Schämen für rotgrüne Koalition?

■ Ein Offener Brief: Die scheidende niedersächsische Fraktionsvorsitzende Thea Dückert geht mit ihrer Partei ins Gericht: Die Grünen an „traurigem Tiefpunkt“

Thea Dückert, die scheidende Fraktionsvorsitzende der niedersächsischen Grünen, geht mit ihrer Partei ins Gericht. „Es ist ein politisches Armutszeugnis der Landespartei, wenn sie über die Feststellung des stimmenmäßigen Wahlerfolges hinaus keinen Versuch der Analyse der vier Jahre rot/grün und deren Konsequenzen für Niedersachsen und für Bonn macht“, schrieb sie dem Landesverband in einem Offenen Brief. „Während der gesamten Koalitionszeit“ habe die Delegiertenkonferenz der Partei nie über die „Wirkungen der Koalition für die Partei“ debattiert.

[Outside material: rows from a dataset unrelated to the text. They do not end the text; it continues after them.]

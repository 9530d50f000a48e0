//! Document lifecycle: add, remove, list, stats.
//!
//! Ingestion runs extract → store metadata → chunk → store chunks → embed →
//! index add → record vector range. Ingestion and removal are serialised by
//! a single write lock; searches never take it.

use std::path::{Path, PathBuf};
use std::sync::Arc;

use anyhow::{bail, Context, Result};
use chrono::{DateTime, Utc};
use serde::Serialize;
use tokio::sync::Mutex;
use walkdir::WalkDir;

use folio_core::chunk::chunk_pages;
use folio_core::embedding::Embedder;
use folio_core::error::IndexResult;
use folio_core::index::VectorIndex;
use folio_core::models::{DocumentId, DocumentMetadata, DocumentType, NewDocument};
use folio_core::store::Store;

use crate::config::ChunkingConfig;
use crate::extract::{self, ExtractedDocument};
use crate::snapshot::FileSnapshot;

const BYTES_PER_MB: f64 = 1024.0 * 1024.0;

/// System-wide counters reported by `folio stats`.
#[derive(Debug, Clone, PartialEq, Serialize)]
pub struct SystemStats {
    pub total_documents: usize,
    pub total_chunks: u64,
    pub total_vectors: usize,
    pub dimension: usize,
    pub index_size_bytes: u64,
    pub last_updated: Option<DateTime<Utc>>,
}

/// Outcome of [`DocumentManager::add_directory`].
#[derive(Debug, Default, Clone, PartialEq)]
pub struct DirectorySummary {
    pub added: Vec<DocumentMetadata>,
    pub failed: usize,
}

pub struct DocumentManager {
    store: Arc<dyn Store>,
    index: Arc<VectorIndex>,
    embedder: Arc<dyn Embedder>,
    chunking: ChunkingConfig,
    snapshot: Option<FileSnapshot>,
    write_lock: Mutex<()>,
}

impl DocumentManager {
    pub fn new(
        store: Arc<dyn Store>,
        index: Arc<VectorIndex>,
        embedder: Arc<dyn Embedder>,
        chunking: ChunkingConfig,
    ) -> Self {
        Self {
            store,
            index,
            embedder,
            chunking,
            snapshot: None,
            write_lock: Mutex::new(()),
        }
    }

    /// Report on-disk index size from this snapshot in [`stats`](Self::stats).
    pub fn with_snapshot(mut self, snapshot: FileSnapshot) -> Self {
        self.snapshot = Some(snapshot);
        self
    }

    pub fn store(&self) -> &Arc<dyn Store> {
        &self.store
    }

    pub fn index(&self) -> &Arc<VectorIndex> {
        &self.index
    }

    /// Ingest one file.
    ///
    /// Fails if the file is missing, its filename is already stored, or it
    /// holds no extractable text. If embedding or indexing fails the
    /// inserted document row is removed so the file can be added again.
    pub async fn add_document(
        &self,
        path: &Path,
        document_type: DocumentType,
    ) -> Result<DocumentMetadata> {
        if !path.is_file() {
            bail!("File not found: {}", path.display());
        }
        let path = path
            .canonicalize()
            .with_context(|| format!("Failed to resolve {}", path.display()))?;
        let filename = path
            .file_name()
            .and_then(|n| n.to_str())
            .map(str::to_string)
            .with_context(|| format!("Invalid filename: {}", path.display()))?;

        let _guard = self.write_lock.lock().await;

        if self.store.find_document_by_filename(&filename).await?.is_some() {
            bail!("Document {} already exists", filename);
        }

        tracing::info!(filename = %filename, document_type = %document_type, "adding document");

        let file_size_mb = std::fs::metadata(&path)
            .with_context(|| format!("Failed to stat {}", path.display()))?
            .len() as f64
            / BYTES_PER_MB;

        let extracted = extract_blocking(path.clone()).await?;
        if extracted.pages.is_empty() {
            bail!("No extractable text in {}", filename);
        }

        let doc_id = self
            .store
            .insert_document(&NewDocument {
                filename: filename.clone(),
                file_path: path.display().to_string(),
                document_type,
                total_pages: extracted.total_pages,
                file_size_mb,
            })
            .await?;

        if let Err(e) = self.index_document(doc_id, &extracted).await {
            tracing::error!(filename = %filename, error = %e, "ingestion failed, removing document row");
            if self.index.count_for_document(doc_id) > 0 {
                let removed = self
                    .with_index(move |index| index.delete_document(doc_id))
                    .await;
                if let Err(cleanup) = removed {
                    tracing::warn!(
                        document_id = doc_id,
                        error = %cleanup,
                        "failed to remove vectors of failed document"
                    );
                }
            }
            if let Err(cleanup) = self.store.delete_document(doc_id).await {
                tracing::warn!(document_id = doc_id, error = %cleanup, "failed to remove document row");
            }
            return Err(e.context(format!("Failed to add {}", filename)));
        }

        let metadata = self
            .store
            .get_document_metadata(doc_id)
            .await?
            .with_context(|| format!("Document {} vanished after ingestion", doc_id))?;

        tracing::info!(
            document_id = doc_id,
            filename = %filename,
            chunks = metadata.chunk_count,
            "document added"
        );
        Ok(metadata)
    }

    async fn index_document(&self, doc_id: DocumentId, extracted: &ExtractedDocument) -> Result<()> {
        let chunks = chunk_pages(
            doc_id,
            &extracted.pages,
            self.chunking.chunk_size,
            self.chunking.chunk_overlap,
        );
        self.store.insert_chunks(&chunks).await?;

        let texts: Vec<String> = chunks.iter().map(|c| c.text.clone()).collect();
        let vectors = self.embedder.embed_batch(&texts).await?;
        let chunk_indices: Vec<u32> = chunks.iter().map(|c| c.chunk_index).collect();

        let range = self
            .with_index(move |index| index.add(&vectors, doc_id, &chunk_indices))
            .await?;
        self.store
            .set_vector_range(doc_id, range, chunks.len() as u32)
            .await?;
        Ok(())
    }

    /// Ingest every supported file under `dir`, recursing into
    /// subdirectories. Per-file failures are logged and counted.
    pub async fn add_directory(
        &self,
        dir: &Path,
        document_type: DocumentType,
    ) -> Result<DirectorySummary> {
        if !dir.is_dir() {
            bail!("Directory not found: {}", dir.display());
        }

        let mut files: Vec<PathBuf> = WalkDir::new(dir)
            .follow_links(false)
            .into_iter()
            .filter_map(|entry| match entry {
                Ok(e) => Some(e),
                Err(err) => {
                    tracing::warn!(error = %err, "skipping unreadable entry");
                    None
                }
            })
            .filter(|e| e.file_type().is_file() && extract::is_supported(e.path()))
            .map(|e| e.into_path())
            .collect();
        files.sort();

        let mut summary = DirectorySummary::default();
        for file in &files {
            match self.add_document(file, document_type).await {
                Ok(doc) => summary.added.push(doc),
                Err(e) => {
                    tracing::warn!(path = %file.display(), error = %format!("{:#}", e), "failed to add file");
                    summary.failed += 1;
                }
            }
        }

        tracing::info!(
            dir = %dir.display(),
            added = summary.added.len(),
            failed = summary.failed,
            "directory ingestion finished"
        );
        Ok(summary)
    }

    /// Remove a document's vectors, then its rows. Returns `false` if the
    /// document does not exist.
    pub async fn remove_document(&self, id: DocumentId) -> Result<bool> {
        let _guard = self.write_lock.lock().await;

        if self.store.get_document_metadata(id).await?.is_none() {
            return Ok(false);
        }

        let had_vectors = self
            .with_index(move |index| index.delete_document(id))
            .await?;
        let deleted = match self.store.delete_document(id).await {
            Ok(deleted) => deleted,
            Err(e) => {
                tracing::error!(
                    document_id = id,
                    had_vectors,
                    error = %e,
                    "vectors removed but document rows remain; retry the removal"
                );
                return Err(e);
            }
        };
        tracing::info!(document_id = id, had_vectors, "document removed");
        Ok(deleted)
    }

    pub async fn list_documents(&self) -> Result<Vec<DocumentMetadata>> {
        self.store.list_documents().await
    }

    pub async fn get_document(&self, id: DocumentId) -> Result<Option<DocumentMetadata>> {
        self.store.get_document_metadata(id).await
    }

    pub async fn stats(&self) -> Result<SystemStats> {
        let documents = self.store.list_documents().await?;
        let index_stats = self.index.stats();
        Ok(SystemStats {
            total_documents: documents.len(),
            total_chunks: self.store.count_chunks().await?,
            total_vectors: index_stats.total_vectors,
            dimension: index_stats.dimension,
            index_size_bytes: self
                .snapshot
                .as_ref()
                .map(FileSnapshot::size_on_disk)
                .unwrap_or(0),
            last_updated: documents.iter().map(|d| d.upload_date).max(),
        })
    }

    /// Drop every vector. Stored documents and chunks are kept.
    pub async fn reset_index(&self) -> Result<()> {
        let _guard = self.write_lock.lock().await;
        self.with_index(|index| index.reset()).await?;
        tracing::warn!("vector index reset; documents must be re-added to be searchable");
        Ok(())
    }
}

impl DocumentManager {
    /// Run an index mutation, which saves the snapshot to disk, off the
    /// async worker threads.
    async fn with_index<T, F>(&self, f: F) -> Result<T>
    where
        F: FnOnce(&VectorIndex) -> IndexResult<T> + Send + 'static,
        T: Send + 'static,
    {
        let index = Arc::clone(&self.index);
        let value = tokio::task::spawn_blocking(move || f(&index))
            .await
            .context("Index task panicked")??;
        Ok(value)
    }
}

async fn extract_blocking(path: PathBuf) -> Result<ExtractedDocument> {
    let doc = tokio::task::spawn_blocking(move || extract::extract_pages(&path))
        .await
        .context("Extraction task panicked")??;
    Ok(doc)
}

Die niedersächsischen Grünen haben als einzige bei den Landtagswahlen deutliche Stimmengewinne verbuchen können und sind von 5,5 auf über 7 Prozent gestiegen. Das reichte aber nicht, um eine absolute Mehrheit der SPD im Landtag zu verhindern. Es sei „zwar entlastend, aber falsch, die schlappe FDP“ dafür verantwortlich zu machen, sagt Dückert, daß die SPD einen Sitz Mehrheit im Parlament hat – 19.000 Stimmen fehlten den Grünen und sie hätten dies verhindert. Für Dückert hätten die Grünen die Chance gehabt, diese 19.000 Stimmen zu gewinnen, wenn sie ihr Potential besser ausgeschöpft, etwas selbstbewußter in den Wahlkampf gegangen wären.

Dückert macht in ihren Papier eine grüne Politik-Haltung dafür verantwortlich, die sie in der Person der grünen Landesvorstandssprecherin Gila Altmann repräsentiert sieht. Die hat den Ausdruck geprägt, die Grünen hätten „trotz (!) Regierungsbeteiligung bei der Wahl zugelegt“. So ist auch der Wahlkampf geführt worden, sagt Thea Dückert: Vielen Grünen an der Basis sei es eher unangenehm gewesen, daß die grüne Fraktion und die beiden MinisterInnen im Kabinett Schröder mitregieren. Ein Selbstbewußtsein als mitregierende Partei sei im Wahlkampf nicht spürbar gewesen. Thea Dückert fragt sich angesichts dieser Tatsache, „wie ernst die Koalitionswünsche für Bonn gemeint sind“.

Anstatt die Differenz zwischen Regierungshandeln und Parteiprogrammatik offen zu diskutieren und daraus eine „bewußte und gewollte Arbeitsteilung zwischen Partei und Fraktion“ zu entwickeln, hätten sich die Grünen innerparteilich in den vier Regierungsjahren selbst blockiert. Der Landesvorstand habe sich und die Partei als „Hort des Guten“ verstanden und dargestellt, die mitregierenden Grünen dagegen als diejenigen dargestellt, die die Grundsätze aushöhlen. Die grüne Partei habe „die Herausforderung nie angenommen, die mit dem Versuch der Vermittlung zwischen Programmatik und Realität verbunden ist“. Fazit der aus dem Parlament ausscheidenden Volkswirtin: „Trotz des Wahlerfolges sind wir in Niedersachsen intern an einem traurigen Tiefpunkt angelangt.“

Der parteiinterne Streit um die Rolle der Grünen hat sich auch in der Konkurrenz um den Spitzenplatz für die Bundestags-Kandidatenliste gezeigt: Frauenministerin Schoppe kandidierte (und verlor) gegen die Landesvorstandssprecherin Gila Altmann. Letztere hatte auf dem letzten Grünen-Parteitag auch die geforderte aktuelle Debatte über Gorazde verhindert mit der Begründung, dies solle auf einer späteren Delegiertenonferenz und dann besser vorbereitet stattfinden. „Soll die jetzige Sitution in Gorazde im Juni oder im Oktober diskutiert werden, oder was war gemeint?“ fragt Thea Dückert in ihrem Offenen Brief bissig.

Die Diskussion um das Selbstverständnis der niedersächsischen Grünen und um das aktuelle europäische Thema wurde verhindert, um für die Wahlen zu der Landesliste mehr Raum zu haben. „Wir sind zu einem Wahlverein verkommen“, stellt Thea Dückert fest. die Ossositionszeit sei vielleicht eine Chance, „innerparteilich Versäumtes nachzuholen“. K.W.